(EXERCISE):
Check each line of the records below for the word "Closed" and give the number of lines that have it, with nothing added.

+ + +

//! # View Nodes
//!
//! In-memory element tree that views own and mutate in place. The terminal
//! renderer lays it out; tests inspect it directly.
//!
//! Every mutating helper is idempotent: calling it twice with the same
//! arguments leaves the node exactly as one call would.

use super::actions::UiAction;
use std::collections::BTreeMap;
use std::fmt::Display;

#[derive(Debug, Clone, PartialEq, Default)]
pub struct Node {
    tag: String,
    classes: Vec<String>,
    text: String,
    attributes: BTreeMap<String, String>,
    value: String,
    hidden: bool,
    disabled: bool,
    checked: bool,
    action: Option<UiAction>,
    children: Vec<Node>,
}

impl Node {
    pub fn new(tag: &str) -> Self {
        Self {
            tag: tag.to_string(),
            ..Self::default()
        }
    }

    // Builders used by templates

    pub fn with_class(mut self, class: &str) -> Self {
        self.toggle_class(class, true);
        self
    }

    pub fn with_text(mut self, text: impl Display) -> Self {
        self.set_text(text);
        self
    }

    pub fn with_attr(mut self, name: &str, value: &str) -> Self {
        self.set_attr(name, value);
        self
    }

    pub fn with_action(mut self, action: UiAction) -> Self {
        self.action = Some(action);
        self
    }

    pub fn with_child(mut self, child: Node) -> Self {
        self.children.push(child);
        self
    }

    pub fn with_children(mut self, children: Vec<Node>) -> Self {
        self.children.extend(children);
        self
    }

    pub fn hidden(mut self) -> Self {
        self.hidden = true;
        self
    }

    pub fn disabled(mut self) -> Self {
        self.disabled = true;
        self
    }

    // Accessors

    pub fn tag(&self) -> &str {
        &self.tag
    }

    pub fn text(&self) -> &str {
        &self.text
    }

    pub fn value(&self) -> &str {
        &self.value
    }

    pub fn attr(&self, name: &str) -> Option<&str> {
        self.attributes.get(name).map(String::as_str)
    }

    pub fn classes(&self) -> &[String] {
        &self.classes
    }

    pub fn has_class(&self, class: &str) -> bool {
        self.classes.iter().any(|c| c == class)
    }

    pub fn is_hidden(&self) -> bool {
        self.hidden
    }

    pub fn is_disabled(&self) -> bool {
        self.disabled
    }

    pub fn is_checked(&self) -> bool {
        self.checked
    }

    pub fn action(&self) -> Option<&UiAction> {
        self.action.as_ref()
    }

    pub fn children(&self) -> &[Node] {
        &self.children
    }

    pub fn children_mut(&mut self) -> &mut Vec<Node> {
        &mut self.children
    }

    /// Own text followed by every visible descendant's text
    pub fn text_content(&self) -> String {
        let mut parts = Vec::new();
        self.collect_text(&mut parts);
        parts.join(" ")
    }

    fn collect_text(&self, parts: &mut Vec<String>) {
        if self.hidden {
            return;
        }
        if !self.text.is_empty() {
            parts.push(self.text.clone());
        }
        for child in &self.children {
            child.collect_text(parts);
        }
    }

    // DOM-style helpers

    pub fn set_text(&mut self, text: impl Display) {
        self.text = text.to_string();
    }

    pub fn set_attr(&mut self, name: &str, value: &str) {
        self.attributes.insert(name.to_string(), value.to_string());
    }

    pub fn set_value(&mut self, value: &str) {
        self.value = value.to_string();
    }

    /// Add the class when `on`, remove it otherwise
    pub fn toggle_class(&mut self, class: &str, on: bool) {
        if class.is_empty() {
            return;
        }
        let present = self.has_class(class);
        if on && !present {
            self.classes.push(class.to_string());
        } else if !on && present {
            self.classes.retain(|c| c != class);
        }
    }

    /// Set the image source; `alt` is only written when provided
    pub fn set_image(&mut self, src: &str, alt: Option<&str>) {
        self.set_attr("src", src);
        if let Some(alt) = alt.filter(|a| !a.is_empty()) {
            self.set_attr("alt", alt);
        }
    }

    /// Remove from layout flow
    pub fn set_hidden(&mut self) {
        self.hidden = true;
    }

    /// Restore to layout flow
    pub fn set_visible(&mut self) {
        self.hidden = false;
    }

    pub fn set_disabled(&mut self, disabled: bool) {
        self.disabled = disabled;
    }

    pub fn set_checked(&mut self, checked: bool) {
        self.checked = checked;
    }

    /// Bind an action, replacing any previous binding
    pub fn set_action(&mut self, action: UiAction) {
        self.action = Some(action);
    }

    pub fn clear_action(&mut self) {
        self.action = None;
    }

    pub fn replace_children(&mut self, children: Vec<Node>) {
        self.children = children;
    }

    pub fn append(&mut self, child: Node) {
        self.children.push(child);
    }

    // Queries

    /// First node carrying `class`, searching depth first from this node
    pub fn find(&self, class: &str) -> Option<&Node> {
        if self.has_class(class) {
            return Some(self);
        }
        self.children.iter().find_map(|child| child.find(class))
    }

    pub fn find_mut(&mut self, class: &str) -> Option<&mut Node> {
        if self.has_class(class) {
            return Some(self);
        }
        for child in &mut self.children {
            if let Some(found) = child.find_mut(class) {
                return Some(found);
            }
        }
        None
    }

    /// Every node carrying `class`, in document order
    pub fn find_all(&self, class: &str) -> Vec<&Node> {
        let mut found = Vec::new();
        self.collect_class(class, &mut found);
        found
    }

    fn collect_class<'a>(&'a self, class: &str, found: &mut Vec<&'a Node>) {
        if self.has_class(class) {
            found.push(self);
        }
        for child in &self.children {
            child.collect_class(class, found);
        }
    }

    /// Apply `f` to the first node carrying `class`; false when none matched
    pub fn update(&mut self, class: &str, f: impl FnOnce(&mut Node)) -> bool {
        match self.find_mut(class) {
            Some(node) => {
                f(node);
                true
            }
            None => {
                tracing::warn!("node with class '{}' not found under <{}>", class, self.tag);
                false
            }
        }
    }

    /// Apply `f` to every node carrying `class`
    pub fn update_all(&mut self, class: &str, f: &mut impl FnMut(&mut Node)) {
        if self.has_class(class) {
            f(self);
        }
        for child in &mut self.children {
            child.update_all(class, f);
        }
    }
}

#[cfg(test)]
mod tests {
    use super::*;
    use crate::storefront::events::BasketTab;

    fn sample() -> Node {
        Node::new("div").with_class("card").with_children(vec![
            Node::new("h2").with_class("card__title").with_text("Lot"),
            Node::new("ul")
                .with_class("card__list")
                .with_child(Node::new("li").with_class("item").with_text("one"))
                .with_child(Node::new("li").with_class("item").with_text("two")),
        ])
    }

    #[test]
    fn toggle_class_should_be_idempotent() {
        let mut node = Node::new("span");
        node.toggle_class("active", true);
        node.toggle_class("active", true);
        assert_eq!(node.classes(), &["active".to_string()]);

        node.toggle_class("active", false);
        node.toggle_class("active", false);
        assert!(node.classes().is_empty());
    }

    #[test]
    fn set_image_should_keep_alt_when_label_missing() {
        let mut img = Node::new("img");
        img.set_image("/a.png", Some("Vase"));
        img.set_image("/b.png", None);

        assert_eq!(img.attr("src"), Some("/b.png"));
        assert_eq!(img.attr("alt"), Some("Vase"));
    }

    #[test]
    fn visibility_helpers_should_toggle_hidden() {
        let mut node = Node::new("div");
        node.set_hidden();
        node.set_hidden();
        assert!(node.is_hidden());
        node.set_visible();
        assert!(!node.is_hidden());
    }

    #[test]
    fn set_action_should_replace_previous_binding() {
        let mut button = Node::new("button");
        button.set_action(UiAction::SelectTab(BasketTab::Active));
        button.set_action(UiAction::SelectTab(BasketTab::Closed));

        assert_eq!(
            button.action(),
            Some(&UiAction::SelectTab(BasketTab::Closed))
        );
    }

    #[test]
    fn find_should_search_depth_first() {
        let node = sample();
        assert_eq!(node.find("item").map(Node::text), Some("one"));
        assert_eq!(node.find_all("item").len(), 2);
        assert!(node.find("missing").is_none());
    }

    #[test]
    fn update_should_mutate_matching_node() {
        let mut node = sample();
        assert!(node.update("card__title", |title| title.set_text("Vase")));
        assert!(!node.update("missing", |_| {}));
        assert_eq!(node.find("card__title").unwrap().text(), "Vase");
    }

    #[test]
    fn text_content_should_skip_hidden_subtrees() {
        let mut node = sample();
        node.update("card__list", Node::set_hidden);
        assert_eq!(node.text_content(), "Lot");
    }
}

+ + +

(ANSWER FOR THE TASK):
2